__Exercise prompt__
Supply the number of lines below containing "Hello", nothing else.

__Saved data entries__

'''

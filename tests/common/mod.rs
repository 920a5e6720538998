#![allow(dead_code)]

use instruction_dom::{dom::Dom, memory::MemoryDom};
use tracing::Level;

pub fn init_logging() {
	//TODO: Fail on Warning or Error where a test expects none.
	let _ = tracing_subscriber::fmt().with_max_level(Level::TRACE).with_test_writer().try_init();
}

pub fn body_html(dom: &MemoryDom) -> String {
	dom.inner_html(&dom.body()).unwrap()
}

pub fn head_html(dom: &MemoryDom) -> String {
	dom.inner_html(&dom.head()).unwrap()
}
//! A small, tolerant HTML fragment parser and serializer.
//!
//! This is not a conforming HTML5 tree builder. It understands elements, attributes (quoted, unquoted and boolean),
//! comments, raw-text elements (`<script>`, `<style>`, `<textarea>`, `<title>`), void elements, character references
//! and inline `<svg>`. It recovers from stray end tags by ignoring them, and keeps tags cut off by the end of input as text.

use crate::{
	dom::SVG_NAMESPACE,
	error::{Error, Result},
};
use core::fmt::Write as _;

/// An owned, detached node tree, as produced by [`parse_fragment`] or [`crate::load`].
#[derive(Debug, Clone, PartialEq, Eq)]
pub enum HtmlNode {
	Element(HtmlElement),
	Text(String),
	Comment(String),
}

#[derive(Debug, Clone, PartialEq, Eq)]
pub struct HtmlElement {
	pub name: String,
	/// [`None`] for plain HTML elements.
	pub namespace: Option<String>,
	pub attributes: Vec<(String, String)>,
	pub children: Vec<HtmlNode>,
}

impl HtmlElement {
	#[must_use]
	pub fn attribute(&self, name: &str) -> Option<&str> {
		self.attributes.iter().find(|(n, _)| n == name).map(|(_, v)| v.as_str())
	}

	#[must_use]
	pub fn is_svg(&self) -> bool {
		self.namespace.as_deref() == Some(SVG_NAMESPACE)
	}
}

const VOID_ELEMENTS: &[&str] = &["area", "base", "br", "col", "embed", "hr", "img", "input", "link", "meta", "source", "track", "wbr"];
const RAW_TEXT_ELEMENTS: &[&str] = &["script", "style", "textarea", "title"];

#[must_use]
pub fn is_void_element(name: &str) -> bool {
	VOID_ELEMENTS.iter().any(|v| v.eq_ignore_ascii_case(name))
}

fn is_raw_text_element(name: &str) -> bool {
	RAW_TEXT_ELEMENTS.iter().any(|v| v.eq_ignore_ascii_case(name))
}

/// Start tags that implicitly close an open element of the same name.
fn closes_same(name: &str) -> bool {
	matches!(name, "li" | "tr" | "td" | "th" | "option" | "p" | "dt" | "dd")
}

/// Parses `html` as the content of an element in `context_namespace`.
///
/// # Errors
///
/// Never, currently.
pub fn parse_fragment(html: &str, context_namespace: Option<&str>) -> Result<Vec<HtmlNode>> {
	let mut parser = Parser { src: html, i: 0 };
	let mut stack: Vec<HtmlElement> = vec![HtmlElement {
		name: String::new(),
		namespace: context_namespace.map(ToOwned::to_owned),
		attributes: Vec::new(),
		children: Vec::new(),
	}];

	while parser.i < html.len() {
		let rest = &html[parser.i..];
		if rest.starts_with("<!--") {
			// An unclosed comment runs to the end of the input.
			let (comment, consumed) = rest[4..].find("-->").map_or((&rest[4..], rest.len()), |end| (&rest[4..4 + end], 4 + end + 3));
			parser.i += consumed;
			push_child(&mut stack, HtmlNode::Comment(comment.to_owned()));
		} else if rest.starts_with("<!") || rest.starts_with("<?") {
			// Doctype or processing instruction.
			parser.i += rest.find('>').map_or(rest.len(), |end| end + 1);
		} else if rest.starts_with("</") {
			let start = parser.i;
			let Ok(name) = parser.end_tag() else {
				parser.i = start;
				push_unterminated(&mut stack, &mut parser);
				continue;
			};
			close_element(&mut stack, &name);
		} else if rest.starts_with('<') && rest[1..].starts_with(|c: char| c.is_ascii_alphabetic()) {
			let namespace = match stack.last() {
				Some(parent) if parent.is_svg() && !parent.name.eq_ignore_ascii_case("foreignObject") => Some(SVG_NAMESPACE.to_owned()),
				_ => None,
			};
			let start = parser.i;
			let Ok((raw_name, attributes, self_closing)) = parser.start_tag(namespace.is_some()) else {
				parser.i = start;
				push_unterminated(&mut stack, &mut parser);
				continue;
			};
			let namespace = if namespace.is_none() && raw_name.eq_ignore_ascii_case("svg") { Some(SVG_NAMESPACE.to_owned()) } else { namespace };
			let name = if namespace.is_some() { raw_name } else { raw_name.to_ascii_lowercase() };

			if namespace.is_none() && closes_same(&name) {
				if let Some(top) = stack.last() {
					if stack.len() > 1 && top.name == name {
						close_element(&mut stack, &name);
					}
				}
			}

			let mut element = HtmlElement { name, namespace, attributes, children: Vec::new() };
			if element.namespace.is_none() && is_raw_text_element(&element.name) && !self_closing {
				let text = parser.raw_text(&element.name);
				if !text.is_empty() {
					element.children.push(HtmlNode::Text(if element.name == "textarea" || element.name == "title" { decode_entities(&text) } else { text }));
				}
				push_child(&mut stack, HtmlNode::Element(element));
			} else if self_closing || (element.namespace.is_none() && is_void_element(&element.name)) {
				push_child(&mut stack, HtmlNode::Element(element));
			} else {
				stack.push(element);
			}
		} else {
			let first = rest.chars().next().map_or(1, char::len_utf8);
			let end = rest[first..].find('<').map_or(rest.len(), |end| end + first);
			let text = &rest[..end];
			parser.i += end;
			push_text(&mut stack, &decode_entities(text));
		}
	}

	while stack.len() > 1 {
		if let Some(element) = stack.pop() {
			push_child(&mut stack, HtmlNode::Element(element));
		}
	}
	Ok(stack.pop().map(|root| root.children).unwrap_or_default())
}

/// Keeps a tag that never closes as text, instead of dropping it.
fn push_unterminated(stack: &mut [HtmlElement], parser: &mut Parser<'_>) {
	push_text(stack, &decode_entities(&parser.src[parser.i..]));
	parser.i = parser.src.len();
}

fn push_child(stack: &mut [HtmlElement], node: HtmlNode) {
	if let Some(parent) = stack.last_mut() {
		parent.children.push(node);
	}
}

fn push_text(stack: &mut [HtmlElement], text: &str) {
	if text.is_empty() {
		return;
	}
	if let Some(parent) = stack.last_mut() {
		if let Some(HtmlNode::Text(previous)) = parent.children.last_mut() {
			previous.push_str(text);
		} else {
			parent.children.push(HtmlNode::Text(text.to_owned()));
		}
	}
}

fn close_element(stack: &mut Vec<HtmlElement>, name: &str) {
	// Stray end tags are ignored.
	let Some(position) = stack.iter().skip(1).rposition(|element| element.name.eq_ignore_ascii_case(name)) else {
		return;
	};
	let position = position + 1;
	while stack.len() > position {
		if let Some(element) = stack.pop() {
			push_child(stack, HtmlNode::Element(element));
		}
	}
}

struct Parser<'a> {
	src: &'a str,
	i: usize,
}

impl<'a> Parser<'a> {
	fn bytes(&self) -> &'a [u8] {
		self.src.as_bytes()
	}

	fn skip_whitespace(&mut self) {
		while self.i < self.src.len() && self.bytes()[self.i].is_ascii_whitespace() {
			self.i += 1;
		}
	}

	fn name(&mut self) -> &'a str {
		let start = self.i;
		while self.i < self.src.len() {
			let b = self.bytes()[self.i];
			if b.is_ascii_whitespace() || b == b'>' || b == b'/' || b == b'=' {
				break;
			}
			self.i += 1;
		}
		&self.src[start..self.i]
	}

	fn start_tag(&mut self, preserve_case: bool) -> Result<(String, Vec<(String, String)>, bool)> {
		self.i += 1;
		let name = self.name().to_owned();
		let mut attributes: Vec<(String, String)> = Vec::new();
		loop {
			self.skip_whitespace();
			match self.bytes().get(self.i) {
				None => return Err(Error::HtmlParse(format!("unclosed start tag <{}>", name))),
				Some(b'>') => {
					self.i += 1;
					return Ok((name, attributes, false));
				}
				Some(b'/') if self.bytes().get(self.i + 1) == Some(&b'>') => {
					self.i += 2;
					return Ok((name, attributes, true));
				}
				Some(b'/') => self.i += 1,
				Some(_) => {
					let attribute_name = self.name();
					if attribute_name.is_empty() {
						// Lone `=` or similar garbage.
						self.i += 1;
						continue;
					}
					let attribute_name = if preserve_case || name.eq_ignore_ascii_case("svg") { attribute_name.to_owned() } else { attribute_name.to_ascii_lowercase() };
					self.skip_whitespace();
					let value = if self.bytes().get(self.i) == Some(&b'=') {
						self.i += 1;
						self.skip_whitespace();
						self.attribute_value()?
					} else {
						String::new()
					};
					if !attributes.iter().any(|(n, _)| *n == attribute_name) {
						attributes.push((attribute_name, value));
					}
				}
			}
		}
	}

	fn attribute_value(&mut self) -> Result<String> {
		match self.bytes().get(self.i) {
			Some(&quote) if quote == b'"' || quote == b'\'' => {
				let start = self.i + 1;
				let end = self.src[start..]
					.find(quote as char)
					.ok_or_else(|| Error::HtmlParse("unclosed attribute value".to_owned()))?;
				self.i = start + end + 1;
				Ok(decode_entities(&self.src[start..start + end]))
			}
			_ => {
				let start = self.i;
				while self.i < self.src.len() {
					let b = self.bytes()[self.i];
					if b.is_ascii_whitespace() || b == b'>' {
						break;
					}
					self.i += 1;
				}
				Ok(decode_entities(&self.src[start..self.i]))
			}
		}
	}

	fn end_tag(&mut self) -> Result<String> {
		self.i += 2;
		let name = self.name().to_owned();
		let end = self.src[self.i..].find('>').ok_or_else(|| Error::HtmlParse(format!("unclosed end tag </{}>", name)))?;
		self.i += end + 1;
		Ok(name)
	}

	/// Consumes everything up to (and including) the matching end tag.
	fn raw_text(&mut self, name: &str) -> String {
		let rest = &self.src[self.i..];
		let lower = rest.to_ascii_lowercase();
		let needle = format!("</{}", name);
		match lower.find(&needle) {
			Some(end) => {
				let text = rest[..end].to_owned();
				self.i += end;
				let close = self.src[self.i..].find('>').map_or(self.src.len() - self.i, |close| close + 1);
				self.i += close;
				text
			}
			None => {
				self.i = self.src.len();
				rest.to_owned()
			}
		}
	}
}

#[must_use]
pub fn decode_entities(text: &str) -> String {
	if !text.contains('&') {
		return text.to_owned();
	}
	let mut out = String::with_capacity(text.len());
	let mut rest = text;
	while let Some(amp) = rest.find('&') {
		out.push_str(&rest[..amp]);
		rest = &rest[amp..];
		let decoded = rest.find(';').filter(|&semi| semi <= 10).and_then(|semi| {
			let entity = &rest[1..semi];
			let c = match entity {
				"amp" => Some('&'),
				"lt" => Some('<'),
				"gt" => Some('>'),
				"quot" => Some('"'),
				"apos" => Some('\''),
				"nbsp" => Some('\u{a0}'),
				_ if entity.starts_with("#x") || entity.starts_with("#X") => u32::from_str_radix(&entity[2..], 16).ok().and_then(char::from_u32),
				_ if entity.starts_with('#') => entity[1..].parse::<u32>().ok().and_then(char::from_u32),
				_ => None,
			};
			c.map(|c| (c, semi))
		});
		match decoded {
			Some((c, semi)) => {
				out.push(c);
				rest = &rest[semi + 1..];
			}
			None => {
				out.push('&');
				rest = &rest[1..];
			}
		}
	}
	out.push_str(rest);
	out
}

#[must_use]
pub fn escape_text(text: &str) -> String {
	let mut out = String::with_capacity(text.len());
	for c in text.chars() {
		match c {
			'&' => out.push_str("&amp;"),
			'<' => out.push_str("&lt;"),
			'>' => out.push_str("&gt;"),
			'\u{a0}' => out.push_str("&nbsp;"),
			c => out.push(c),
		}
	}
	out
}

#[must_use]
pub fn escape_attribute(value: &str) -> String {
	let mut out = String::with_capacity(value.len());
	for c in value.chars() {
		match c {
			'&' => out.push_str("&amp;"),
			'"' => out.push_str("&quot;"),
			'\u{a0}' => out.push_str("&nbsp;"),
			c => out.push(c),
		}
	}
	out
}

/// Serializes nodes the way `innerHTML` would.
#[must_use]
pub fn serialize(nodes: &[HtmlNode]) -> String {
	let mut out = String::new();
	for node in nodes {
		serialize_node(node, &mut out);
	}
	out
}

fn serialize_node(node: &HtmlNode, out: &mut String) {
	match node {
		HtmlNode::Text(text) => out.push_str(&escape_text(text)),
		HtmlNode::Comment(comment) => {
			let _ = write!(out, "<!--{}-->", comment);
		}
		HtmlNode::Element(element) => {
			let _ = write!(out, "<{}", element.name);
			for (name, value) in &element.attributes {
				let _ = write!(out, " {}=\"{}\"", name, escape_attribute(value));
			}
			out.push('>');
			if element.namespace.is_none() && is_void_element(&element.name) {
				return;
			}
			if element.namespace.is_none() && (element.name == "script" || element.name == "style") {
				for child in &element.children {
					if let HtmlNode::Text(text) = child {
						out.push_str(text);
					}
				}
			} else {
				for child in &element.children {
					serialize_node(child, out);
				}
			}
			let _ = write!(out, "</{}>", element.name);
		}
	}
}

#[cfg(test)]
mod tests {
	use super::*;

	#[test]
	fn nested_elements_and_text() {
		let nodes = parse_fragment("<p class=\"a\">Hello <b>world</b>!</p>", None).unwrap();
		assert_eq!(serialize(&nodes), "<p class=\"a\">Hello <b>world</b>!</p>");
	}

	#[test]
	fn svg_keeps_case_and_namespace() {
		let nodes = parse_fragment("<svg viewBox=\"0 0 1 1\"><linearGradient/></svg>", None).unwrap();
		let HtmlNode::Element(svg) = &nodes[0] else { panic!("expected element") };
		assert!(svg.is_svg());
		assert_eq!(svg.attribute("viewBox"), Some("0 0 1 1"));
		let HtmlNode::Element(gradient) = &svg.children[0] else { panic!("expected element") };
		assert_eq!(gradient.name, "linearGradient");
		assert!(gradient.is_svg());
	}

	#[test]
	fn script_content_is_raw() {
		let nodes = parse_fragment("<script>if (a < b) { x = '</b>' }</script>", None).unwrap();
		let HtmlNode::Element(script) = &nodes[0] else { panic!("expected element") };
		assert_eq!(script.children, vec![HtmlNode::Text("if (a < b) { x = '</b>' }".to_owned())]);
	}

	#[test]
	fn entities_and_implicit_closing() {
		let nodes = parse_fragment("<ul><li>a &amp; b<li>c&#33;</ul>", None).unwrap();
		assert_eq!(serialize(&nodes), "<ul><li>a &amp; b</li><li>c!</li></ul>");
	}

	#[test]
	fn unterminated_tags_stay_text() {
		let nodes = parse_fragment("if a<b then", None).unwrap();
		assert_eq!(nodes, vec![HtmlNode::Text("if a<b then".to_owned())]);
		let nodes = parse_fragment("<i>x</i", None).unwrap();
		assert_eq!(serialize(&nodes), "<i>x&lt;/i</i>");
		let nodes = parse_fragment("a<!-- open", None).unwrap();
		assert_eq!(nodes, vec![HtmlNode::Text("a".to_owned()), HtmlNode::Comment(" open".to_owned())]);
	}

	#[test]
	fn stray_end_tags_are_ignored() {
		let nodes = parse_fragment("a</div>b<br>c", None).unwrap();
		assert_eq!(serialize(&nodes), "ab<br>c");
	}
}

'''

__Output below__
2